Norton’s play touches on these issues. But added to such concerns is the way many American school systems deal with – or avoid dealing with – such topics as slavery or segregation. They water down America’s racial history out of fear of igniting controversy with parents or racial discord in the student body — or political pressures. Three years ago, the Texas Board of Education considered a proposal to remove all references in history textbooks to the ‘slave trade.’ The new, approved term would be the ‘Atlantic triangle trade.’ After a public outcry, the proposal did not pass.

But in Norton’s play, the black homeschoolers have taken control of their children’s history education — only to find the same problem public schools do: How much do we tell our children? And when?

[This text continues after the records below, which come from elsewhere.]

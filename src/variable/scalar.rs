use serde::{Deserialize, Serialize};
use std::cmp::Ordering;
use std::fmt;
use std::hash::{Hash, Hasher};

/// A single cell value.
///
/// Equality, hashing and ordering are total so scalars can key group-bys and
/// sorts: numbers compare exactly by value across `Int`/`Float`, and missing values
/// sort after everything else.
#[derive(Debug, Clone, Serialize, Deserialize)]
#[serde(untagged)]
pub enum Scalar {
    Null,
    Bool(bool),
    Int(i64),
    Float(f64),
    Str(String),
}

impl Scalar {
    pub fn is_null(&self) -> bool {
        match self {
            Scalar::Null => true,
            Scalar::Float(f) => f.is_nan(),
            _ => false,
        }
    }

    pub fn as_f64(&self) -> Option<f64> {
        match self {
            Scalar::Bool(b) => Some(if *b { 1.0 } else { 0.0 }),
            Scalar::Int(i) => Some(*i as f64),
            Scalar::Float(f) if !f.is_nan() => Some(*f),
            _ => None,
        }
    }

    fn rank(&self) -> u8 {
        if self.is_null() {
            return 3;
        }
        match self {
            Scalar::Bool(_) => 0,
            Scalar::Int(_) | Scalar::Float(_) => 1,
            Scalar::Str(_) => 2,
            Scalar::Null => 3,
        }
    }
}

/// Exact comparison of an integer with a (non-NaN) float.
fn cmp_int_float(i: i64, f: f64) -> Ordering {
    // 2^63: the first float above every i64.
    const BOUND: f64 = 9_223_372_036_854_775_808.0;
    if f >= BOUND {
        return Ordering::Less;
    }
    if f < -BOUND {
        return Ordering::Greater;
    }
    let whole = f.trunc();
    i.cmp(&(whole as i64)).then_with(|| 0.0_f64.partial_cmp(&(f - whole)).unwrap_or(Ordering::Equal))
}

/// The integer a float is exactly equal to, if any.
fn exact_int(f: f64) -> Option<i64> {
    (f.fract() == 0.0 && cmp_int_float(f as i64, f) == Ordering::Equal).then_some(f as i64)
}

impl Ord for Scalar {
    fn cmp(&self, other: &Self) -> Ordering {
        match (self, other) {
            (a, b) if a.rank() != b.rank() => a.rank().cmp(&b.rank()),
            (Scalar::Bool(a), Scalar::Bool(b)) => a.cmp(b),
            (Scalar::Int(a), Scalar::Int(b)) => a.cmp(b),
            (Scalar::Str(a), Scalar::Str(b)) => a.cmp(b),
            (Scalar::Float(a), Scalar::Float(b)) => a.partial_cmp(b).unwrap_or(Ordering::Equal),
            (Scalar::Int(a), Scalar::Float(b)) => cmp_int_float(*a, *b),
            (Scalar::Float(a), Scalar::Int(b)) => cmp_int_float(*b, *a).reverse(),
            _ => Ordering::Equal,
        }
    }
}

impl PartialOrd for Scalar {
    fn partial_cmp(&self, other: &Self) -> Option<Ordering> {
        Some(self.cmp(other))
    }
}

impl PartialEq for Scalar {
    fn eq(&self, other: &Self) -> bool {
        self.cmp(other) == Ordering::Equal
    }
}

impl Eq for Scalar {}

impl Hash for Scalar {
    fn hash<H: Hasher>(&self, state: &mut H) {
        self.rank().hash(state);
        match self {
            Scalar::Bool(b) => b.hash(state),
            Scalar::Int(i) => i.hash(state),
            Scalar::Float(f) if !f.is_nan() => match exact_int(*f) {
                Some(i) => i.hash(state),
                None => f.to_bits().hash(state),
            },
            Scalar::Str(s) => s.hash(state),
            _ => {}
        }
    }
}

impl fmt::Display for Scalar {
    fn fmt(&self, f: &mut fmt::Formatter<'_>) -> fmt::Result {
        match self {
            Scalar::Null => write!(f, "NaN"),
            Scalar::Bool(b) => write!(f, "{}", b),
            Scalar::Int(i) => write!(f, "{}", i),
            Scalar::Float(v) => write!(f, "{}", v),
            Scalar::Str(s) => write!(f, "{}", s),
        }
    }
}

impl From<f64> for Scalar {
    fn from(v: f64) -> Self { Scalar::Float(v) }
}

impl From<i64> for Scalar {
    fn from(v: i64) -> Self { Scalar::Int(v) }
}

impl From<bool> for Scalar {
    fn from(v: bool) -> Self { Scalar::Bool(v) }
}

impl From<&str> for Scalar {
    fn from(v: &str) -> Self { Scalar::Str(v.to_string()) }
}

#[cfg(test)]
mod tests {
    use super::*;
    use std::collections::HashSet;

    #[test]
    fn test_numeric_equality_across_types() {
        assert_eq!(Scalar::Int(2), Scalar::Float(2.0));
        let keys: HashSet<Scalar> = [Scalar::Int(2), Scalar::Float(2.0)].into_iter().collect();
        assert_eq!(keys.len(), 1);
    }

    #[test]
    fn test_int_float_comparison_is_exact() {
        let two_53 = 9_007_199_254_740_992i64;
        let float = Scalar::Float(two_53 as f64);

        assert_eq!(Scalar::Int(two_53), float);
        assert_ne!(Scalar::Int(two_53 + 1), float);
        assert!(Scalar::Int(two_53 + 1) > float);
        assert!(Scalar::Int(-2) < Scalar::Float(-1.5));
        assert!(Scalar::Int(i64::MAX) < Scalar::Float(f64::INFINITY));

        let keys: HashSet<Scalar> = [Scalar::Int(two_53), Scalar::Int(two_53 + 1), float].into_iter().collect();
        assert_eq!(keys.len(), 2);
        let zeros: HashSet<Scalar> = [Scalar::Float(0.0), Scalar::Float(-0.0), Scalar::Int(0)].into_iter().collect();
        assert_eq!(zeros.len(), 1);
    }

    #[test]
    fn test_missing_values_sort_last() {
        let mut values = vec![Scalar::Float(f64::NAN), Scalar::Int(3), Scalar::Null, Scalar::Float(1.5)];
        values.sort();
        assert_eq!(values[0], Scalar::Float(1.5));
        assert_eq!(values[1], Scalar::Int(3));
        assert!(values[2].is_null() && values[3].is_null());
        // All missing values form one group.
        assert_eq!(Scalar::Null, Scalar::Float(f64::NAN));
    }

    #[test]
    fn test_display() {
        assert_eq!(Scalar::Float(2.5).to_string(), "2.5");
        assert_eq!(Scalar::Float(2.0).to_string(), "2");
        assert_eq!(Scalar::from("France").to_string(), "France");
    }
}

In this exchange from Homeschooled, one mother, played by Eleanor Threatt Hardy, confronts another, played by Ebony Marshall Oliver, about what was taught that day:

Hardy: My eight-year-old daughter learned two new words today: lynching and castration. How does this happen? This is so unacceptable.

Oliver: Michaela heard the word ‘lynched.’ I don’t know where she got it from, but she asked me what it meant and how to spell it.

Hardy: What the hell were you thinking? And not just castration — but castration in that particular context.

Oliver: That particular context? It’s part of our history!

Norton says he understands both sides – the side that says, This is American history that our children need to know — even just for their own safety. But he also understands the side that says, So much of this is painful and humiliating. And she’s only 8 years old. Besides, who wants to be defined by the worst aspects of our racial experience? America is the land of self-definition, of second chances. We had slavery, now we have a black president. Why can’t we move on?

But Norton says, while he wrote Homeschooled, he was struck by how the issues kept coming back – this time, because of the shooting of Trayvon Martin.

“It was interesting when the verdict came down, that was the first conversation I would hear, over and over again: What do I tell my child? What do I tell my child?